▶ **Exercise description**
Report every line of the records beneath this task that holds the string "value".

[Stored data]
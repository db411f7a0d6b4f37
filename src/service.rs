use std::sync::Arc;
use std::time::{Duration, Instant};
use tokio::task::JoinHandle;
use tracing::{info, warn};
use zeroize::Zeroizing;

use crate::config::Config;
use crate::distribution::{DistributionRecord, ShareDistributor};
use crate::error::{KeeperError, Result};
use crate::group::BackupGroup;
use crate::messaging::{Messenger, OutboundMessage, RecoveryResponseMessage, ShareEnvelope, Tag};
use crate::metrics::Metrics;
use crate::recovery::{
    InboundHandler, RecoveryCoordinator, RecoveryRequest, RecoveryStatus, RecoveryStatusView,
};
use crate::share::{Share, ShareMetadata};
use crate::sharing::SecretSharingEngine;
use crate::storage::{create_storage, Storage};

/// Result of backing up one secret
#[derive(Debug, Clone)]
pub struct BackupReceipt {
    pub group_id: String,
    pub records: Vec<DistributionRecord>,
    /// Kept only so failed deliveries can be retried; discard once every record is published.
    pub shares: Vec<Share>,
}

impl BackupReceipt {
    pub fn failed(&self) -> impl Iterator<Item = &DistributionRecord> {
        self.records.iter().filter(|r| !r.is_published())
    }

    pub fn is_complete(&self) -> bool {
        self.failed().next().is_none()
    }
}

/// Owner and key-holder flows over one identity's messenger and storage.
#[derive(Clone)]
pub struct VaultService {
    config: Config,
    engine: SecretSharingEngine,
    storage: Arc<dyn Storage>,
    messenger: Arc<dyn Messenger>,
    distributor: ShareDistributor,
    coordinator: Arc<RecoveryCoordinator>,
    handler: Arc<InboundHandler>,
    metrics: Arc<Metrics>,
    start_time: Instant,
}

impl VaultService {
    pub async fn new(config: Config, messenger: Arc<dyn Messenger>) -> Result<Self> {
        config
            .validate()
            .map_err(|e| KeeperError::Configuration(e.to_string()))?;
        let storage = create_storage(&config).await?;
        Self::with_storage(config, storage, messenger)
    }

    pub fn with_storage(
        config: Config,
        storage: Arc<dyn Storage>,
        messenger: Arc<dyn Messenger>,
    ) -> Result<Self> {
        let metrics = Arc::new(
            Metrics::from_config(&config.metrics).map_err(|e| KeeperError::Internal(e.to_string()))?,
        );
        let engine = SecretSharingEngine::new(&config.sharing);
        let distributor =
            ShareDistributor::new(messenger.clone(), metrics.clone(), &config.distribution);
        let coordinator = Arc::new(RecoveryCoordinator::new(
            storage.clone(),
            messenger.clone(),
            metrics.clone(),
            &config,
        ));
        let handler = Arc::new(InboundHandler::new(
            messenger.clone(),
            coordinator.clone(),
            storage.clone(),
            metrics.clone(),
            config.recovery.max_parked_responses,
            config.recovery.max_parked_requests,
        ));

        info!(
            identity = %messenger.identity(),
            storage = storage.backend_name(),
            "Vault service ready"
        );

        Ok(Self {
            config,
            engine,
            storage,
            messenger,
            distributor,
            coordinator,
            handler,
            metrics,
            start_time: Instant::now(),
        })
    }

    pub fn identity(&self) -> &str {
        self.messenger.identity()
    }

    pub fn config(&self) -> &Config {
        &self.config
    }

    pub fn storage(&self) -> &Arc<dyn Storage> {
        &self.storage
    }

    pub fn coordinator(&self) -> &Arc<RecoveryCoordinator> {
        &self.coordinator
    }

    pub fn inbound_handler(&self) -> &Arc<InboundHandler> {
        &self.handler
    }

    pub fn metrics(&self) -> &Arc<Metrics> {
        &self.metrics
    }

    pub fn uptime(&self) -> Duration {
        self.start_time.elapsed()
    }

    /// Splits `secret` for `group` and delivers one share to each key holder.
    pub async fn backup_secret(&self, group: &BackupGroup, secret: &[u8]) -> Result<BackupReceipt> {
        let split_config = group.split_config()?;
        let metadata = ShareMetadata {
            creator_identity: self.identity().to_string(),
            group_id: group.group_id.clone(),
            group_label: group.label.clone(),
            peers: group.identities(),
        };

        let shares = self.engine.split_with(secret, split_config, &metadata)?;
        self.metrics.split_performed();
        self.storage.put_group(group).await?;

        let records = self
            .distributor
            .distribute(self.identity(), group, &shares)
            .await?;

        info!(
            group_id = %group.group_id,
            threshold = group.threshold,
            total_keys = group.total_keys,
            published = records.iter().filter(|r| r.is_published()).count(),
            "Backed up secret"
        );

        Ok(BackupReceipt {
            group_id: group.group_id.clone(),
            records,
            shares,
        })
    }

    /// Re-sends the failed deliveries of a backup.
    pub async fn retry_failed(&self, receipt: &BackupReceipt) -> Result<BackupReceipt> {
        let group = self.load_group(&receipt.group_id).await?;
        let records = self
            .distributor
            .redistribute_failed(self.identity(), &group, &receipt.shares, &receipt.records)
            .await?;
        Ok(BackupReceipt {
            group_id: receipt.group_id.clone(),
            records,
            shares: receipt.shares.clone(),
        })
    }

    /// Asks the key holders of a stored group to return their shares.
    pub async fn initiate_recovery(
        &self,
        group_id: &str,
        expiration: Option<Duration>,
    ) -> Result<RecoveryRequest> {
        let group = self.load_group(group_id).await?;
        self.coordinator
            .initiate(
                group_id,
                self.identity(),
                &group.identities(),
                group.threshold,
                expiration,
            )
            .await
    }

    /// Key-holder flow: answer a recovery request with this identity's share,
    /// or a denial, and send the answer to the initiator.
    pub async fn answer_recovery(&self, request_id: &str, approved: bool) -> Result<RecoveryRequest> {
        let request = self.coordinator.get_request(request_id).await?.ok_or_else(|| {
            KeeperError::RequestNotFound {
                request_id: request_id.to_string(),
            }
        })?;

        let share = if approved {
            let share = self
                .storage
                .get_received_share(&request.group_id, self.identity())
                .await?
                .ok_or_else(|| KeeperError::ShareNotHeld {
                    group_id: request.group_id.clone(),
                })?;
            Some(share)
        } else {
            None
        };

        let updated = self
            .coordinator
            .respond(request_id, self.identity(), approved, share.clone())
            .await?;
        let responded_at = updated
            .responses
            .get(self.identity())
            .and_then(|r| r.responded_at)
            .unwrap_or_else(chrono::Utc::now);

        let message = OutboundMessage::new(RecoveryResponseMessage {
            request_id: request.id.clone(),
            group_id: request.group_id.clone(),
            responder_identity: self.identity().to_string(),
            approved,
            responded_at,
            share: share.as_ref().map(ShareEnvelope::from),
        });
        let relays = self.coordinator.relays_for(&request.group_id).await?;
        let tags = [
            Tag::Group(request.group_id.clone()),
            Tag::Expiration(request.expires_at),
        ];

        let report = self
            .messenger
            .encrypt_and_send(&message, &request.initiator_identity, &relays, &tags)
            .await?;
        if !report.is_published() {
            warn!(
                request_id = %request_id,
                initiator = %request.initiator_identity,
                "No relay accepted recovery response"
            );
            return Err(KeeperError::Transport(report.failure_summary()));
        }

        info!(
            request_id = %request_id,
            approved = approved,
            "Answered recovery request"
        );
        Ok(updated)
    }

    /// Rebuilds the secret from the approved shares of a completed request.
    pub async fn reconstruct(&self, request_id: &str) -> Result<Zeroizing<Vec<u8>>> {
        let request = self.coordinator.get_request(request_id).await?.ok_or_else(|| {
            KeeperError::RequestNotFound {
                request_id: request_id.to_string(),
            }
        })?;
        if request.status != RecoveryStatus::Completed {
            return Err(KeeperError::RequestNotCompleted {
                request_id: request_id.to_string(),
            });
        }

        match self.engine.combine(&request.approved_shares()) {
            Ok(secret) => {
                self.metrics.combine_succeeded();
                info!(request_id = %request_id, group_id = %request.group_id, "Reconstructed secret");
                Ok(secret)
            }
            Err(e) => {
                self.metrics.combine_failed(e.kind());
                warn!(request_id = %request_id, error = %e, "Reconstruction failed");
                Err(e)
            }
        }
    }

    pub async fn recovery_status(&self, group_id: &str) -> Result<RecoveryStatusView> {
        self.coordinator.status(group_id, self.identity()).await
    }

    /// Starts consuming inbound shares, requests and responses.
    pub async fn start_inbound(&self) -> Result<JoinHandle<()>> {
        self.handler.clone().start().await
    }

    async fn load_group(&self, group_id: &str) -> Result<BackupGroup> {
        self.storage
            .get_group(group_id)
            .await?
            .ok_or_else(|| KeeperError::GroupNotFound {
                group_id: group_id.to_string(),
            })
    }
}
// src/storage/memory.rs - In-memory storage implementation

use async_trait::async_trait;
use dashmap::DashMap;
use std::sync::Arc;
use tracing::debug;

use crate::error::Result;
use crate::group::BackupGroup;
use crate::recovery::RecoveryRequest;
use crate::share::Share;

use super::{received_share_key, Storage};

/// In-memory storage implementation using DashMap for thread-safe operations
#[derive(Clone)]
pub struct MemoryStorage {
    groups: Arc<DashMap<String, BackupGroup>>,
    requests: Arc<DashMap<String, RecoveryRequest>>,
    received: Arc<DashMap<(String, String), Share>>,
}

impl MemoryStorage {
    pub fn new() -> Self {
        Self {
            groups: Arc::new(DashMap::new()),
            requests: Arc::new(DashMap::new()),
            received: Arc::new(DashMap::new()),
        }
    }

    pub fn request_count(&self) -> usize {
        self.requests.len()
    }

    pub fn is_empty(&self) -> bool {
        self.groups.is_empty() && self.requests.is_empty() && self.received.is_empty()
    }
}

impl Default for MemoryStorage {
    fn default() -> Self {
        Self::new()
    }
}

#[async_trait]
impl Storage for MemoryStorage {
    async fn put_group(&self, group: &BackupGroup) -> Result<()> {
        self.groups.insert(group.group_id.clone(), group.clone());
        debug!(group_id = %group.group_id, "Stored group in memory storage");
        Ok(())
    }

    async fn get_group(&self, group_id: &str) -> Result<Option<BackupGroup>> {
        Ok(self.groups.get(group_id).map(|entry| entry.clone()))
    }

    async fn list_groups(&self) -> Result<Vec<BackupGroup>> {
        let mut groups: Vec<BackupGroup> = self.groups.iter().map(|e| e.value().clone()).collect();
        groups.sort_by_key(|g| g.created_at);
        Ok(groups)
    }

    async fn put_request(&self, request: &RecoveryRequest) -> Result<()> {
        self.requests.insert(request.id.clone(), request.clone());
        debug!(request_id = %request.id, status = %request.status, "Stored recovery request");
        Ok(())
    }

    async fn get_request(&self, request_id: &str) -> Result<Option<RecoveryRequest>> {
        Ok(self.requests.get(request_id).map(|entry| entry.clone()))
    }

    async fn list_requests(&self, group_id: &str) -> Result<Vec<RecoveryRequest>> {
        let mut requests: Vec<RecoveryRequest> = self
            .requests
            .iter()
            .filter(|entry| entry.value().group_id == group_id)
            .map(|entry| entry.value().clone())
            .collect();
        requests.sort_by_key(|r| r.requested_at);
        Ok(requests)
    }

    async fn put_received_share(&self, share: &Share) -> Result<()> {
        let key = received_share_key(share)?;
        debug!(group_id = %key.0, identity = %key.1, "Stored received share");
        self.received.insert(key, share.clone());
        Ok(())
    }

    async fn get_received_share(&self, group_id: &str, identity: &str) -> Result<Option<Share>> {
        let key = (group_id.to_string(), identity.to_string());
        Ok(self.received.get(&key).map(|entry| entry.clone()))
    }

    async fn list_received_shares(&self, identity: &str) -> Result<Vec<Share>> {
        Ok(self
            .received
            .iter()
            .filter(|entry| entry.key().1 == identity)
            .map(|entry| entry.value().clone())
            .collect())
    }

    fn backend_name(&self) -> &'static str {
        "memory"
    }
}
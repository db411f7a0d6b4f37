use chrono::{DateTime, Utc};
use serde::{Deserialize, Serialize};
use uuid::Uuid;

use crate::error::{KeeperError, Result};
use crate::sharing::SplitConfig;

#[derive(Debug, Clone, Serialize, Deserialize, PartialEq, Eq)]
pub struct KeyHolder {
    pub identity: String,
    pub display_name: String,
}

impl KeyHolder {
    pub fn new(identity: impl Into<String>, display_name: impl Into<String>) -> Self {
        Self {
            identity: identity.into(),
            display_name: display_name.into(),
        }
    }
}

/// The owner-authored description of who holds which share and where to reach them.
#[derive(Debug, Clone, Serialize, Deserialize, PartialEq, Eq)]
pub struct BackupGroup {
    pub group_id: String,
    pub label: String,
    pub threshold: usize,
    pub total_keys: usize,
    pub key_holders: Vec<KeyHolder>,
    pub relays: Vec<String>,
    pub instructions: Option<String>,
    pub created_at: DateTime<Utc>,
}

impl BackupGroup {
    pub fn new(
        label: impl Into<String>,
        threshold: usize,
        key_holders: Vec<KeyHolder>,
        relays: Vec<String>,
    ) -> Self {
        Self {
            group_id: Uuid::new_v4().to_string(),
            label: label.into(),
            threshold,
            total_keys: key_holders.len(),
            key_holders,
            relays,
            instructions: None,
            created_at: Utc::now(),
        }
    }

    pub fn with_instructions(mut self, instructions: impl Into<String>) -> Self {
        self.instructions = Some(instructions.into());
        self
    }

    pub fn identities(&self) -> Vec<String> {
        self.key_holders.iter().map(|h| h.identity.clone()).collect()
    }

    pub fn is_key_holder(&self, identity: &str) -> bool {
        self.key_holders.iter().any(|h| h.identity == identity)
    }

    /// Checks the group is internally consistent and returns the split it implies.
    pub fn split_config(&self) -> Result<SplitConfig> {
        if self.total_keys != self.key_holders.len() {
            return Err(KeeperError::ShareCountMismatch {
                shares: self.total_keys,
                key_holders: self.key_holders.len(),
            });
        }

        let mut seen = std::collections::HashSet::new();
        for holder in &self.key_holders {
            if !seen.insert(holder.identity.as_str()) {
                return Err(KeeperError::Configuration(format!(
                    "Key holder {} appears more than once in group {}",
                    holder.identity, self.group_id
                )));
            }
        }

        SplitConfig::from_counts(self.threshold, self.total_keys)
    }
}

▶ **Task response**
        let mut groups: Vec<BackupGroup> = self.groups.iter().map(|e| e.value().clone()).collect();
            .filter(|entry| entry.value().group_id == group_id)
            .map(|entry| entry.value().clone())
            .map(|entry| entry.value().clone())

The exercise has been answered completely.